C'est pourquoi il faudra, lorsque vous effectuerez des transcriptions, présenter et justifier vos choix.
Nous proposons, à la suite de B. Gardin, d'adopter une transcription orthographique améliorée, qui
note des éléments énonciatifs signifiants tels que les silences, les ratages divers, les hésitations, les
chevauchements dans le dialogue (c.f. l'article "Le dire difficile et le devoir dire", B. Gardin, in
DRLAV, n° 39, 1988, "L'usage des mots". Je scanne et vous envoie cet article). Il parait important
d'ajouter des éléments extra-linguistiques (kinésique et proxémique) lorsqu'ils sont significatifs.

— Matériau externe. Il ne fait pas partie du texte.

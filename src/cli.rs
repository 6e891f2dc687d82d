// src/cli.rs
//
// Headless front end: list ports, monitor one, show settings.

use anyhow::{bail, Context};
use clap::{Args, Parser, Subcommand};
use std::io::Write;
use std::path::PathBuf;
use std::process::ExitCode;
use std::sync::atomic::{AtomicBool, Ordering};
use std::sync::Arc;

use crate::error::ErrorKind;
use crate::io::serial::{open_and_report, spawn_reader, Message, MessageConsumer, PollDriver};
use crate::io::StopReason;
use crate::logging::init_logging;
use crate::settings::{load_settings, save_settings, MonitorSettings};

#[derive(Parser, Debug)]
#[command(name = "espmon", version, about = "Monitor START/END framed messages from USB serial devices")]
pub struct Cli {
    /// Debug logging for the monitor library
    #[arg(short, long, global = true)]
    verbose: bool,

    /// Settings file (default: <config dir>/espmon/settings.toml)
    #[arg(long, global = true)]
    config: Option<PathBuf>,

    /// Also write logs to a timestamped file in this directory
    #[arg(long, global = true)]
    log_dir: Option<PathBuf>,

    #[command(subcommand)]
    command: Command,
}

#[derive(Subcommand, Debug)]
enum Command {
    /// List candidate serial ports
    List {
        /// Print the ports as a JSON array
        #[arg(long)]
        json: bool,
    },
    /// Open a port and print every framed message
    Monitor(MonitorArgs),
    /// Print the effective settings as TOML
    Config {
        /// Also write them to the settings file
        #[arg(long)]
        write: bool,
    },
}

#[derive(Args, Debug)]
struct MonitorArgs {
    /// Device path; defaults to the configured port, then discovery
    #[arg(short, long)]
    port: Option<String>,

    /// Which discovered port to use when no path is given
    #[arg(short, long, default_value_t = 0)]
    index: usize,

    /// Poll interval in milliseconds
    #[arg(long)]
    interval_ms: Option<u64>,

    /// Bound the frame buffer to this many bytes
    #[arg(long)]
    max_buffer: Option<usize>,

    /// One JSON object per message on stdout
    #[arg(long)]
    json: bool,
}

// ============================================================================
// Console output
// ============================================================================

/// Prints messages to `out` (stdout by default) and status/errors to stderr.
/// A failed write, e.g. a closed pipe, closes the printer.
struct ConsolePrinter<W: Write = std::io::Stdout> {
    out: W,
    json: bool,
    closed: bool,
}

impl ConsolePrinter {
    fn stdout(json: bool) -> Self {
        ConsolePrinter::new(std::io::stdout(), json)
    }
}

impl<W: Write> ConsolePrinter<W> {
    fn new(out: W, json: bool) -> Self {
        ConsolePrinter {
            out,
            json,
            closed: false,
        }
    }

    fn write_message(&mut self, message: &Message) -> std::io::Result<()> {
        if self.json {
            let line = serde_json::to_string(message)?;
            writeln!(self.out, "{}", line)?;
        } else {
            writeln!(self.out, "Received:")?;
            for line in message.lines() {
                writeln!(self.out, "    {}", line)?;
            }
            writeln!(self.out)?;
        }
        self.out.flush()
    }
}

impl<W: Write> MessageConsumer for ConsolePrinter<W> {
    fn on_message(&mut self, message: Message) {
        if self.closed {
            return;
        }
        if let Err(e) = self.write_message(&message) {
            tracing::debug!("Output closed: {}", e);
            self.closed = true;
        }
    }

    fn on_status(&mut self, status: &str) {
        eprintln!("{} {}", chrono::Local::now().format("%H:%M:%S%.3f"), status);
    }

    fn on_error(&mut self, _kind: ErrorKind, detail: &str) {
        eprintln!(
            "{} Error: {}",
            chrono::Local::now().format("%H:%M:%S%.3f"),
            detail
        );
    }

    fn is_closed(&self) -> bool {
        self.closed
    }
}

// ============================================================================
// Commands
// ============================================================================

pub async fn run(cli: Cli) -> anyhow::Result<ExitCode> {
    let mut settings = load_settings(cli.config.as_deref())?;
    if cli.log_dir.is_some() {
        settings.log_dir = cli.log_dir.clone();
    }

    if let Err(e) = init_logging(&settings.log_filter, cli.verbose, settings.log_dir.as_deref()) {
        eprintln!("{}", e);
    }

    match cli.command {
        Command::List { json } => list(&settings, json),
        Command::Monitor(args) => monitor(settings, args).await,
        Command::Config { write } => {
            print!("{}", toml::to_string_pretty(&settings)?);
            if write {
                let path = save_settings(&settings, cli.config.as_deref())?;
                eprintln!("Settings written to {}", path.display());
            }
            Ok(ExitCode::SUCCESS)
        }
    }
}

fn list(settings: &MonitorSettings, json: bool) -> anyhow::Result<ExitCode> {
    let ports = settings.discovery().list();

    if json {
        println!("{}", serde_json::to_string_pretty(&ports)?);
    } else {
        for port in &ports {
            println!("{:<16} {}", port.display_name, port.path);
        }
    }
    if ports.is_empty() {
        ConsolePrinter::stdout(json).on_status("No ports found");
    }
    Ok(ExitCode::SUCCESS)
}

async fn monitor(mut settings: MonitorSettings, args: MonitorArgs) -> anyhow::Result<ExitCode> {
    if let Some(ms) = args.interval_ms {
        settings.poll_interval_ms = ms;
    }
    if args.max_buffer.is_some() {
        settings.max_buffered_bytes = args.max_buffer;
    }

    let mut printer = ConsolePrinter::stdout(args.json);

    let Some(path) = choose_port(&settings, &args)? else {
        printer.on_status("No ports found");
        return Ok(ExitCode::FAILURE);
    };

    let Some(session) = open_and_report(&path, &mut printer) else {
        return Ok(ExitCode::FAILURE);
    };

    let driver =
        PollDriver::with_framer(session, settings.framer()).read_size(settings.read_chunk_size);
    let cancel = Arc::new(AtomicBool::new(false));
    let (handle, mut rx) = spawn_reader(driver, settings.poll_interval(), cancel.clone());

    loop {
        tokio::select! {
            event = rx.recv() => match event {
                Some(event) => {
                    event.deliver_to(&mut printer);
                    if printer.is_closed() {
                        // Nowhere to print; dropping rx stops the reader
                        cancel.store(true, Ordering::Relaxed);
                        break;
                    }
                }
                None => break,
            },
            _ = tokio::signal::ctrl_c(), if !cancel.load(Ordering::Relaxed) => {
                // Loop exits at the next tick; keep draining until Ended
                cancel.store(true, Ordering::Relaxed);
            }
        }
    }

    drop(rx);
    let reason = handle.await.context("Reader task failed")?;
    Ok(match reason {
        StopReason::Stopped => ExitCode::SUCCESS,
        StopReason::Error => ExitCode::FAILURE,
    })
}

/// Explicit path, then the configured default, then the N-th discovered port.
fn choose_port(settings: &MonitorSettings, args: &MonitorArgs) -> anyhow::Result<Option<String>> {
    if let Some(ref port) = args.port {
        return Ok(Some(port.clone()));
    }
    if let Some(ref port) = settings.default_port {
        return Ok(Some(port.clone()));
    }

    let ports = settings.discovery().list();
    if ports.is_empty() {
        return Ok(None);
    }
    match ports.get(args.index) {
        Some(port) => {
            tracing::info!("Using {} ({})", port.display_name, port.path);
            Ok(Some(port.path.clone()))
        }
        None => bail!(
            "Port index {} out of range ({} port{} found)",
            args.index,
            ports.len(),
            if ports.len() == 1 { "" } else { "s" }
        ),
    }
}

#[cfg(test)]
mod tests {
    use super::*;

    fn monitor_args(port: Option<&str>, index: usize) -> MonitorArgs {
        MonitorArgs {
            port: port.map(str::to_string),
            index,
            interval_ms: None,
            max_buffer: None,
            json: false,
        }
    }

    fn settings_with_dev(names: &[&str]) -> (tempfile::TempDir, MonitorSettings) {
        let dir = tempfile::tempdir().unwrap();
        for name in names {
            std::fs::write(dir.path().join(name), b"").unwrap();
        }
        let settings = MonitorSettings {
            device_dir: dir.path().to_path_buf(),
            enumeration: crate::settings::EnumerationSource::Directory,
            ..MonitorSettings::default()
        };
        (dir, settings)
    }

    #[test]
    fn test_cli_parses_monitor() {
        let cli = Cli::try_parse_from([
            "espmon", "-v", "monitor", "--port", "/dev/ttyUSB0", "--interval-ms", "50", "--json",
        ])
        .unwrap();

        assert!(cli.verbose);
        match cli.command {
            Command::Monitor(args) => {
                assert_eq!(args.port.as_deref(), Some("/dev/ttyUSB0"));
                assert_eq!(args.interval_ms, Some(50));
                assert!(args.json);
            }
            other => panic!("unexpected command {:?}", other),
        }
    }

    struct BrokenPipe;

    impl Write for BrokenPipe {
        fn write(&mut self, _buf: &[u8]) -> std::io::Result<usize> {
            Err(std::io::ErrorKind::BrokenPipe.into())
        }

        fn flush(&mut self) -> std::io::Result<()> {
            Ok(())
        }
    }

    #[test]
    fn test_printer_formats_lines() {
        let mut printer = ConsolePrinter::new(Vec::new(), false);
        printer.on_message(Message::from_body("temp=21\nhum=40\n"));

        assert_eq!(
            String::from_utf8(printer.out.clone()).unwrap(),
            "Received:\n    temp=21\n    hum=40\n\n"
        );
        assert!(!printer.is_closed());
    }

    #[test]
    fn test_printer_closes_on_write_error() {
        let mut printer = ConsolePrinter::new(BrokenPipe, true);
        assert!(!printer.is_closed());

        printer.on_message(Message::from_body("x"));
        assert!(printer.is_closed());
    }

    #[test]
    fn test_explicit_port_wins() {
        let settings = MonitorSettings {
            default_port: Some("/dev/ttyACM3".to_string()),
            ..MonitorSettings::default()
        };
        let chosen = choose_port(&settings, &monitor_args(Some("/dev/ttyUSB7"), 0)).unwrap();
        assert_eq!(chosen.as_deref(), Some("/dev/ttyUSB7"));

        let chosen = choose_port(&settings, &monitor_args(None, 0)).unwrap();
        assert_eq!(chosen.as_deref(), Some("/dev/ttyACM3"));
    }

    #[cfg(target_os = "linux")]
    #[test]
    fn test_discovered_port_by_index() {
        let (dir, settings) = settings_with_dev(&["ttyUSB0", "ttyS1"]);

        let chosen = choose_port(&settings, &monitor_args(None, 0)).unwrap();
        let expected = dir.path().join("ttyUSB0").to_string_lossy().into_owned();
        assert_eq!(chosen, Some(expected));

        assert!(choose_port(&settings, &monitor_args(None, 3)).is_err());
    }

    #[test]
    fn test_no_ports_is_not_an_error() {
        let (_dir, settings) = settings_with_dev(&[]);
        assert_eq!(choose_port(&settings, &monitor_args(None, 0)).unwrap(), None);
    }
}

On peut éventuellement mesurer les silences avec un appareil, et s'il est nécessaire, faire figurer
cette mesure dans la transcription.
N.B. Les signes de ponctuation usuels, point et virgule ne seront pas employés, par conséquent,
dans la transcription.
= indique qu'il n'y a pas de pause entre la fin d'une réplique et le début d'une autre. les deux
répliques s'enchainent immédiatement, sans pause inter-tour.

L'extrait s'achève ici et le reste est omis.